There was so much to do that it was not until evening that Hornblower had leisure to open the two private letters that were awaiting him. The second one was only six weeks old, having made a quick passage out from England and not having waited long for Atropos to come in to Palermo, the new base of the Mediterranean Fleet. Maria was well, and so were the children. Little Horatio was running everywhere now, she said, as lively as a cricket, and little Maria was as good as gold, hardly crying at all even though it seemed likely that she was about to cut a tooth, a most remarkable feat at five months old. And Maria was happy enough in the Southsea house with her mother, although she was lonely for her husband, and although her mother tended to spoil the children in a way that Maria feared would not be approved by her very dearest.

Letters from home; letters about little children and domestic squabbles; they were the momentary lifting of a curtain to reveal another world, utterly unlike this world of peril and hardship and intolerable strain. Little Horatio was running everywhere on busy little legs, and little Maria was cutting her first tooth, while here a tyrants armies had swept through the whole length of Italy and were massed at the Straits of Messina for an opportunity to make another spring and effect another conquest in Sicily, where only a mile of water—and the Navy—opposed their progress. England was fighting for her life against all Europe combined under a single tyrant of frightful energy and cunning.

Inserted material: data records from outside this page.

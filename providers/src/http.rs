//! Shared HTTP plumbing for providers.

use std::time::Duration;

use reqwest::{Client, Url};
use tracing::debug;
use xrates_common::{Result, XratesError};

/// Configuration for the providers' HTTP client.
#[derive(Debug, Clone)]
pub struct HttpClientConfig {
    /// Whole-request timeout.
    pub timeout: Duration,
    /// User-Agent header value.
    pub user_agent: String,
}

impl Default for HttpClientConfig {
    fn default() -> Self {
        Self {
            timeout: Duration::from_secs(10),
            user_agent: concat!("xrates/", env!("CARGO_PKG_VERSION")).to_string(),
        }
    }
}

impl HttpClientConfig {
    /// Build a client from this configuration.
    pub fn build_client(&self) -> Result<Client> {
        Client::builder()
            .timeout(self.timeout)
            .user_agent(&self.user_agent)
            .build()
            .map_err(|e| XratesError::Configuration(format!("HTTP client: {e}")))
    }
}

/// Join `path` onto `base_url`, tolerating a trailing slash on the base.
pub(crate) fn endpoint(provider: &str, base_url: &str, path: &str) -> Result<Url> {
    let raw = format!("{}/{}", base_url.trim_end_matches('/'), path);
    Url::parse(&raw).map_err(|e| XratesError::ProviderUnavailable {
        provider: provider.to_string(),
        reason: format!("invalid URL {raw}: {e}"),
    })
}

/// GET `url` and return the body of a successful response.
pub(crate) async fn get_text(client: &Client, provider: &str, url: Url) -> Result<String> {
    debug!(provider, url = %url, "Fetching rates");

    let response = client
        .get(url)
        .header("accept", "application/json")
        .send()
        .await
        .map_err(|e| XratesError::ProviderUnavailable {
            provider: provider.to_string(),
            reason: e.to_string(),
        })?;

    let status = response.status();
    if !status.is_success() {
        return Err(XratesError::ProviderUnavailable {
            provider: provider.to_string(),
            reason: format!("HTTP {status}"),
        });
    }

    response
        .text()
        .await
        .map_err(|e| XratesError::ProviderUnavailable {
            provider: provider.to_string(),
            reason: format!("failed to read body: {e}"),
        })
}

/// Build a `MalformedResponse` error.
pub(crate) fn malformed(provider: &str, reason: impl Into<String>) -> XratesError {
    XratesError::MalformedResponse {
        provider: provider.to_string(),
        reason: reason.into(),
    }
}

#[cfg(test)]
mod tests {
    use super::*;

    #[test]
    fn test_endpoint_trims_trailing_slash() {
        let url = endpoint("p", "https://api.frankfurter.app/", "latest").unwrap();
        assert_eq!(url.as_str(), "https://api.frankfurter.app/latest");
    }

    #[test]
    fn test_endpoint_rejects_garbage() {
        let err = endpoint("p", "not a url", "latest").unwrap_err();
        assert!(err.is_provider_failure());
    }

    #[test]
    fn test_default_client_builds() {
        assert!(HttpClientConfig::default().build_client().is_ok());
    }
}
//! xrates HTTP Server
//!
//! Exposes the rate aggregator over HTTP:
//!
//! - `GET /exchangeRates/{base}?symbols=A,B` - averaged rates
//! - `GET /metrics` - query and per-provider counters as JSON
//! - `GET /metrics/prometheus` - the same counters in Prometheus text format

pub mod config;
pub mod error;
pub mod routes;

use std::sync::Arc;

use xrates_common::Result;
use xrates_fx::{ProviderRegistry, RateAggregator};
use xrates_providers::{FawazProvider, FrankfurterProvider};

pub use config::{LogFormat, ServerConfig};
pub use error::ApiError;
pub use routes::{router, AppState};

/// Build the production providers, sharing one HTTP client.
pub fn build_providers(config: &ServerConfig) -> Result<ProviderRegistry> {
    let client = config.http_client_config().build_client()?;

    Ok(ProviderRegistry::new()
        .with(Arc::new(FrankfurterProvider::new(
            client.clone(),
            config.frankfurter_url.clone(),
        )))
        .with(Arc::new(FawazProvider::new(client, config.fawaz_url.clone()))))
}

/// Build the aggregator behind the routes.
pub fn build_state(config: &ServerConfig) -> Result<AppState> {
    let providers = build_providers(config)?;
    let aggregator = RateAggregator::new(providers, config.aggregator_config()?);
    Ok(AppState::new(Arc::new(aggregator)))
}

No, not quite all Europe, for England still had allies—Portugal under an insane queen, Sweden under a mad king, and Sicily, here, under a worthless king. Ferdinand, King of Naples and Sicily—King of the Two Sicilies—bad, cruel, selfish; brother of the King of Spain, who was Bonaparte’s closest ally; Ferdinand, a tyrant more bloodthirsty and more tyrannical than Bonaparte himself, faithless and untrustworthy, who had lost one of his two thrones and was only held on the other by British naval might and who yet would betray his allies for a moment’s gratification of his senses, and whose gaols were choked with political prisoners and whose gallows creaked under the weight of dead suspects. Good men, and brave men, were suffering and dying in every part of the world while Ferdinand hunted in his Sicilian presence and his wicked queen lied and intrigued and betrayed, and while Maria wrote simple little letters about the babies.

It was better to think about his duties than to brood over these insoluble anomalies. Here was a note from Lord William Bentinck, the British Minister in Palermo. “The latest advices from the Vice-Admiral Commanding in the Mediterranean are to the effect that he may be expected very shortly in Palermo with his flagship. His Excellency therefore begs to inform Captain Horatio Hornblower that in His Excellency’s opinion it would be best if Captain Horatio Hornblower were to begin the necessary repairs to Atropos immediately. His Excellency will request His Sicilian Majesty’s naval establishment to afford Captain Horatio Hornblower all the facilities he may require.”

Lord William might be—undoubtedly was—a man of estimable character and liberal opinions unusual in a son of a Duke, but he knew little enough about the workings of a Sicilian dockyard. In the three days that followed Hornblower succeeded in achieving nothing at all with the help of Sicilian authorities. Turner was voluble to them in lingua franca, and Hornblower laid aside his dignity to plead with them in French with o’s and a’s added to the words in the hope that in that manner he might convey his meaning in Italian, but even when the requests were intelligible they were not granted. Canvas? Cordage? Sheet lead for shot holes? They might never have heard of them. After those three days Hornblower warped Atropos out into the harbour again and set about his repairs with his own resources and with his own men, keeping them labouring under the sun, and deriving some little satisfaction from the fact that Captain Ford’s troubles—he had Nightingale over at the careenage—were even worse than his own. Ford, with his ship heeled over while he patched her bottom, had to put sentries over the stores he had taken out of her, to prevent the Sicilians from stealing them, even while his men vanished into the alleys of Palermo to pawn their clothing in exchange for the heady Sicilian wine.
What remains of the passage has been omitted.